The Daily News has been highlighting spots worth visiting near various subway stops, and Rachel Wharton’s piece today focuses on the Borough Hall station. The three places she chooses for her article are Armando’s, Lassen & Hennigs, and O’Keefe’s. She notes that Armando’s “swinging red neon sign” with its iconic lobster “appeared on ‘The Cosby Show'” and that Paul Osmers calls himself “the oldest living bartender on [Montague] street.” Wharton also mentions that among the celebrities who have imbibed or dined there was the late Dodger pitcher Don Drysdale, who mentioned the place in his autobiography.

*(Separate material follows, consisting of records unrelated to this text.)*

//! Styles and keyword properties for the 2D context.

use serde::{Deserialize, Serialize};

use crate::literal::{self, json_number, Arg, ARG_SEPARATOR};
use crate::log::Handle;

keyword_enum! {
    /// Line cap
    pub enum LineCap (default Butt) {
        Butt => "butt",
        Round => "round",
        Square => "square",
    }
}

keyword_enum! {
    /// Line join
    pub enum LineJoin (default Miter) {
        Miter => "miter",
        Round => "round",
        Bevel => "bevel",
    }
}

keyword_enum! {
    /// Text alignment
    pub enum TextAlign (default Start) {
        Start => "start",
        End => "end",
        Left => "left",
        Right => "right",
        Center => "center",
    }
}

keyword_enum! {
    /// Text baseline
    pub enum TextBaseline (default Alphabetic) {
        Top => "top",
        Hanging => "hanging",
        Middle => "middle",
        Alphabetic => "alphabetic",
        Ideographic => "ideographic",
        Bottom => "bottom",
    }
}

keyword_enum! {
    /// Text direction
    pub enum Direction (default Ltr) {
        Ltr => "ltr",
        Rtl => "rtl",
        Inherit => "inherit",
    }
}

keyword_enum! {
    pub enum ImageSmoothingQuality (default Low) {
        Low => "low",
        Medium => "medium",
        High => "high",
    }
}

keyword_enum! {
    /// Winding rule for fill and clip
    pub enum FillRule (default NonZero) {
        NonZero => "nonzero",
        EvenOdd => "evenodd",
    }
}

keyword_enum! {
    pub enum PatternRepetition (default Repeat) {
        Repeat => "repeat",
        RepeatX => "repeat-x",
        RepeatY => "repeat-y",
        NoRepeat => "no-repeat",
    }
}

/// Recorded gradient
#[derive(Debug, Clone, PartialEq)]
pub struct CanvasGradient {
    handle: Handle,
}

impl CanvasGradient {
    pub(crate) fn new(handle: Handle) -> Self {
        Self { handle }
    }

    pub fn handle(&self) -> &Handle {
        &self.handle
    }

    pub fn name(&self) -> &str {
        self.handle.name()
    }

    /// Add a color stop
    pub fn add_color_stop(&self, offset: f64, color: &str) {
        let statement = literal::call(
            self.handle.name(),
            "addColorStop",
            &[offset.into(), color.into()],
            ARG_SEPARATOR,
        );
        self.handle.log().append(statement);
    }
}

/// Recorded pattern
#[derive(Debug, Clone, PartialEq)]
pub struct CanvasPattern {
    handle: Handle,
}

impl CanvasPattern {
    pub(crate) fn new(handle: Handle) -> Self {
        Self { handle }
    }

    pub fn handle(&self) -> &Handle {
        &self.handle
    }

    pub fn name(&self) -> &str {
        self.handle.name()
    }

    /// Set the pattern matrix; `None` resets it to identity
    pub fn set_transform(&self, transform: Option<&DomMatrix2dInit>) {
        let args: Vec<Arg> = transform.map(|m| Arg::Json(m.to_json())).into_iter().collect();
        let statement = literal::call(self.handle.name(), "setTransform", &args, ARG_SEPARATOR);
        self.handle.log().append(statement);
    }
}

/// 2D affine matrix dictionary (`a b c d e f`)
#[derive(Debug, Clone, Copy, PartialEq, Serialize, Deserialize)]
pub struct DomMatrix2dInit {
    pub a: f64,
    pub b: f64,
    pub c: f64,
    pub d: f64,
    pub e: f64,
    pub f: f64,
}

impl DomMatrix2dInit {
    pub fn identity() -> Self {
        Self { a: 1.0, b: 0.0, c: 0.0, d: 1.0, e: 0.0, f: 0.0 }
    }

    pub fn translation(x: f64, y: f64) -> Self {
        Self { e: x, f: y, ..Self::identity() }
    }

    /// JSON object literal with JavaScript number formatting
    pub fn to_json(&self) -> serde_json::Value {
        serde_json::json!({
            "a": json_number(self.a),
            "b": json_number(self.b),
            "c": json_number(self.c),
            "d": json_number(self.d),
            "e": json_number(self.e),
            "f": json_number(self.f),
        })
    }
}

impl Default for DomMatrix2dInit {
    fn default() -> Self {
        Self::identity()
    }
}

/// Fill or stroke style
#[derive(Debug, Clone, PartialEq)]
pub enum CanvasStyle {
    Color(String),
    Gradient(CanvasGradient),
    Pattern(CanvasPattern),
}

impl CanvasStyle {
    /// Colors are quoted; gradients and patterns are referenced by name
    pub(crate) fn arg(&self) -> Arg {
        match self {
            Self::Color(color) => Arg::Str(color.clone()),
            Self::Gradient(gradient) => gradient.handle().arg(),
            Self::Pattern(pattern) => pattern.handle().arg(),
        }
    }

    pub fn as_color(&self) -> Option<&str> {
        match self {
            Self::Color(color) => Some(color),
            _ => None,
        }
    }
}

impl Default for CanvasStyle {
    fn default() -> Self {
        Self::Color("#000000".to_string())
    }
}

impl From<&str> for CanvasStyle {
    fn from(color: &str) -> Self {
        Self::Color(color.to_string())
    }
}

impl From<String> for CanvasStyle {
    fn from(color: String) -> Self {
        Self::Color(color)
    }
}

impl From<CanvasGradient> for CanvasStyle {
    fn from(gradient: CanvasGradient) -> Self {
        Self::Gradient(gradient)
    }
}

impl From<&CanvasGradient> for CanvasStyle {
    fn from(gradient: &CanvasGradient) -> Self {
        Self::Gradient(gradient.clone())
    }
}

impl From<CanvasPattern> for CanvasStyle {
    fn from(pattern: CanvasPattern) -> Self {
        Self::Pattern(pattern)
    }
}

impl From<&CanvasPattern> for CanvasStyle {
    fn from(pattern: &CanvasPattern) -> Self {
        Self::Pattern(pattern.clone())
    }
}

Wharton describes how, after Alfred Calfa bought Lassen & Hennigs in 1969, he “boiled tongue by the pound,” but that his sons, who now run the place, “updated things for their clientele, replacing the boiled tongue with specialty sandwiches.” The owners’ “pride and joy,” according to Thomas Calfa, is the store’s bakery, which produces its signature red velvet cakes, also available at the L&H stall at Smorgasburg.
O’Keefe’s, at 62 Court Street, is a place that may not be familiar to many Heights residents. It’s a popular after work spot for the lawyers, judges, court officers, and other civil servants whose courts and offices are nearby. Wharton describes it as “the familiar corner tavern where you can usually get a seat with a view of the game along with your decent burger and fries.” She notes that “its wooden bar…seems to stretch the length of a city street” and that its “claim to fame” is “crispy and nicely spiced Buffalo wings.” Your correspondent recalls that O’Keefe’s once featured live music, mostly blues, on weekend nights.